Davis adds, “Some music programs are dwindling, especially in the inner city.” But WCM and other higher-ed programs provide scholarships—and the Conservatory faculty ensemble, We Six, does residencies and performances—at these schools.
“Milwaukee seems on a real upswing, with numerous incredible Conservatory-trained high school and college players coming up: Lenard Simpson, trumpeter Alec Aldred, guitarist Tommy Antonic, saxophonist Robert Larry (from UWM) and percussionist Jake Richter—now on full scholarship to Indiana University,” he continues.
“Their success comes from education, the jazz community and musicians acting as mentors, if only through their playing. Guys like Jamie Breiwick. Last night, Jordan Rattner, a great high school guitarist and trumpeter Cody Longreen sat in with us. You can’t just teach jazz in classroom. You gotta be out in the real world,” Davis says.

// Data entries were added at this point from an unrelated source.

//! Per-conversation session state machine and session management.
//!
//! A session owns the mutable round state (secret, or solver run) and
//! reacts to one inbound event at a time, returning the effects the
//! transport should render. All mutation funnels through the pure
//! `transition` function; the manager is the single-writer boundary
//! that serializes events per conversation.

use crate::game::{Code, Feedback, score};
use crate::solver::{Solver, SolverStep, StrategyTree};
use std::collections::HashMap;
use std::sync::{Arc, Mutex};
use tracing::{debug, info, instrument, warn};

/// Unique identifier for a conversation.
pub type ConversationId = String;

/// An inbound event for one session.
#[derive(Debug, Clone, PartialEq, Eq)]
pub enum Event {
    /// Start a play round (the engine picks a secret).
    StartPlay,
    /// Start a solver run.
    StartSolve,
    /// Guess text from the player.
    Guess(String),
    /// Initial clue text for the solver.
    Clue(String),
    /// One of the 14 feedback choices, reported by the human.
    FeedbackSelect(Feedback),
    /// Abandon the current round.
    Cancel,
}

/// An outbound effect for the transport to render.
#[derive(Debug, Clone, PartialEq, Eq)]
pub enum Effect {
    /// Send a line of text.
    EmitText(String),
    /// Present the 14 feedback choices (see `Feedback::keyboard_rows`).
    PresentChoices,
}

/// The mode a session is in, with the state that mode owns.
#[derive(Debug, Clone)]
pub enum SessionState {
    /// No round in progress.
    Idle,
    /// Play mode: the engine holds a secret and awaits guesses.
    PlayAwaitingGuess {
        /// The secret to be guessed; cleared when the round ends.
        secret: Code,
    },
    /// Solve mode: awaiting the user's initial clue.
    SolveAwaitingClue,
    /// Solve mode: a run is underway, awaiting reported feedback.
    SolveAwaitingFeedback {
        /// The active solver run (mapping plus tree cursor).
        solver: Solver,
    },
}

/// Discriminant of `SessionState`, for transports that need to know what
/// input to collect next without touching the owned state.
#[derive(Debug, Clone, Copy, PartialEq, Eq)]
pub enum SessionPhase {
    /// No round in progress.
    Idle,
    /// Awaiting a guess in play mode.
    PlayAwaitingGuess,
    /// Awaiting the initial clue in solve mode.
    SolveAwaitingClue,
    /// Awaiting a feedback choice in solve mode.
    SolveAwaitingFeedback,
}

/// A single conversation's session.
///
/// The strategy tree is optional: play mode needs no data, so a
/// transport that only plays may run without one. Solve events reaching
/// a treeless session are ignored like any other dispatcher contract
/// violation.
#[derive(Debug, Clone)]
pub struct Session {
    id: ConversationId,
    state: SessionState,
    tree: Option<Arc<StrategyTree>>,
}

impl Session {
    /// Creates an idle session without solver data (play mode only).
    #[instrument]
    pub fn new(id: ConversationId) -> Self {
        info!(session_id = %id, "Creating new session");
        Self {
            id,
            state: SessionState::Idle,
            tree: None,
        }
    }

    /// Creates an idle session sharing the given strategy tree.
    #[instrument(skip(tree))]
    pub fn with_tree(id: ConversationId, tree: Arc<StrategyTree>) -> Self {
        info!(session_id = %id, "Creating new session with solver data");
        Self {
            id,
            state: SessionState::Idle,
            tree: Some(tree),
        }
    }

    /// Returns the session id.
    pub fn id(&self) -> &str {
        &self.id
    }

    /// Returns the current phase.
    pub fn phase(&self) -> SessionPhase {
        match &self.state {
            SessionState::Idle => SessionPhase::Idle,
            SessionState::PlayAwaitingGuess { .. } => SessionPhase::PlayAwaitingGuess,
            SessionState::SolveAwaitingClue => SessionPhase::SolveAwaitingClue,
            SessionState::SolveAwaitingFeedback { .. } => SessionPhase::SolveAwaitingFeedback,
        }
    }

    /// Handles one inbound event, returning the effects to render.
    ///
    /// Events are processed one at a time; the caller must not deliver a
    /// second event while one is in flight.
    #[instrument(skip(self), fields(session_id = %self.id, phase = ?self.phase()))]
    pub fn handle(&mut self, event: Event) -> Vec<Effect> {
        let state = std::mem::replace(&mut self.state, SessionState::Idle);
        let (next, effects) = transition(state, event, &self.tree);
        self.state = next;
        effects
    }
}

/// Pure state-transition function: consumes the current state and one
/// event, yields the next state and the effects to render.
fn transition(
    state: SessionState,
    event: Event,
    tree: &Option<Arc<StrategyTree>>,
) -> (SessionState, Vec<Effect>) {
    match (state, event) {
        (SessionState::Idle, Event::StartPlay) => {
            let secret = Code::random();
            debug!("Play round started");
            (
                SessionState::PlayAwaitingGuess { secret },
                vec![Effect::EmitText(
                    "1A2B started. Type your guess, or use /cancel to exit:".to_string(),
                )],
            )
        }

        (SessionState::Idle, Event::StartSolve) => {
            if tree.is_none() {
                warn!("Solve requested but no strategy tree is loaded");
                return (SessionState::Idle, vec![]);
            }
            (
                SessionState::SolveAwaitingClue,
                vec![Effect::EmitText(
                    "1A2B solver started, please input an initial clue, or use /cancel to exit:"
                        .to_string(),
                )],
            )
        }

        (SessionState::PlayAwaitingGuess { secret }, Event::Guess(text)) => {
            match text.parse::<Code>() {
                Ok(guess) => {
                    let feedback = score(&secret, &guess);
                    if feedback.is_win() {
                        info!("Round won");
                        (
                            SessionState::Idle,
                            vec![Effect::EmitText(format!(
                                "Congratulations! The answer is {}!",
                                secret
                            ))],
                        )
                    } else {
                        (
                            SessionState::PlayAwaitingGuess { secret },
                            vec![Effect::EmitText(feedback.to_string())],
                        )
                    }
                }
                Err(e) => {
                    debug!(error = %e, "Rejected guess");
                    (
                        SessionState::PlayAwaitingGuess { secret },
                        vec![Effect::EmitText(
                            "Invalid input! Your guess must be four unique digits. \
                             Use /cancel to exit:"
                                .to_string(),
                        )],
                    )
                }
            }
        }

        (SessionState::PlayAwaitingGuess { secret }, Event::Cancel) => {
            info!("Play round canceled");
            (
                SessionState::Idle,
                vec![Effect::EmitText(format!(
                    "The answer is {}. Better luck next time!",
                    secret
                ))],
            )
        }

        (SessionState::SolveAwaitingClue, Event::Clue(text)) => {
            // StartSolve refuses to enter this state without a tree.
            let Some(tree) = tree else {
                warn!("Clue received but no strategy tree is loaded");
                return (SessionState::Idle, vec![]);
            };
            match text.parse::<Code>() {
                Ok(clue) => {
                    let solver = Solver::new(Arc::clone(tree), &clue);
                    (
                        SessionState::SolveAwaitingFeedback { solver },
                        vec![
                            Effect::EmitText(format!(
                                "Your initial clue is {}. Please choose the result:",
                                clue
                            )),
                            Effect::PresentChoices,
                        ],
                    )
                }
                Err(e) => {
                    debug!(error = %e, "Rejected clue");
                    (
                        SessionState::SolveAwaitingClue,
                        vec![Effect::EmitText(
                            "Invalid input! Your clue must be four unique digits. \
                             Use /cancel to exit:"
                                .to_string(),
                        )],
                    )
                }
            }
        }

        (SessionState::SolveAwaitingClue, Event::Cancel) => (
            SessionState::Idle,
            vec![Effect::EmitText("1A2B solver canceled.".to_string())],
        ),

        (SessionState::SolveAwaitingFeedback { mut solver }, Event::FeedbackSelect(feedback)) => {
            match solver.advance(feedback) {
                SolverStep::Solved(answer) => {
                    info!(%answer, "Solver finished");
                    (
                        SessionState::Idle,
                        vec![Effect::EmitText(format!("The answer is {}.", answer))],
                    )
                }
                SolverStep::Inconsistent => (
                    SessionState::SolveAwaitingFeedback { solver },
                    vec![
                        Effect::EmitText("Invalid input, please try again.".to_string()),
                        Effect::PresentChoices,
                    ],
                ),
                SolverStep::Guess(guess) => (
                    SessionState::SolveAwaitingFeedback { solver },
                    vec![
                        Effect::EmitText(format!(
                            "Next guess is {}. Please choose the result:",
                            guess
                        )),
                        Effect::PresentChoices,
                    ],
                ),
            }
        }

        (SessionState::SolveAwaitingFeedback { .. }, Event::Cancel) => (
            SessionState::Idle,
            vec![Effect::EmitText("1A2B solver canceled.".to_string())],
        ),

        // No transition defined: a dispatcher-level contract violation,
        // not a core error. Keep the state, emit nothing.
        (state, event) => {
            warn!(?event, "Event has no transition in current state");
            (state, vec![])
        }
    }
}

/// Owns all sessions and serializes event delivery per conversation.
#[derive(Debug, Clone)]
pub struct SessionManager {
    tree: Option<Arc<StrategyTree>>,
    sessions: Arc<Mutex<HashMap<ConversationId, Session>>>,
}

impl SessionManager {
    /// Creates a manager without solver data; its sessions can only play.
    #[instrument]
    pub fn new() -> Self {
        info!("Creating session manager");
        Self {
            tree: None,
            sessions: Arc::new(Mutex::new(HashMap::new())),
        }
    }

    /// Creates a manager whose sessions share the given strategy tree.
    #[instrument(skip(tree))]
    pub fn with_tree(tree: Arc<StrategyTree>) -> Self {
        info!("Creating session manager with solver data");
        Self {
            tree: Some(tree),
            sessions: Arc::new(Mutex::new(HashMap::new())),
        }
    }

    /// Delivers one event to a conversation's session, creating the
    /// session on first contact.
    ///
    /// The manager lock is held across the whole transition, so events
    /// for the same conversation are handled strictly one at a time.
    #[instrument(skip(self))]
    pub fn dispatch(&self, conversation: &str, event: Event) -> Vec<Effect> {
        let mut sessions = self.sessions.lock().expect("session lock poisoned");
        let session = sessions
            .entry(conversation.to_string())
            .or_insert_with(|| match &self.tree {
                Some(tree) => Session::with_tree(conversation.to_string(), Arc::clone(tree)),
                None => Session::new(conversation.to_string()),
            });
        session.handle(event)
    }

    /// Returns the phase of a conversation's session, `Idle` if none
    /// exists yet.
    pub fn phase(&self, conversation: &str) -> SessionPhase {
        let sessions = self.sessions.lock().expect("session lock poisoned");
        sessions
            .get(conversation)
            .map(Session::phase)
            .unwrap_or(SessionPhase::Idle)
    }
}

impl Default for SessionManager {
    fn default() -> Self {
        Self::new()
    }
}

“You hear criticisms that academia creates musical clones, who all sound the same. I think it’s a reaction to more jazz education and less playing opportunities.”
Jazz still fights against American anti-intellectualism, and it lacks the funding base classical music enjoys. Yet jazz persists.
“You have to learn how to hear those harmonies to really understand it,” Davis concludes. “Most jazz musicians recognize the need to give something back, to educate people to create an audience for tomorrow. Most people I taught 20 years ago are adults and hopefully it’s part of their culture.”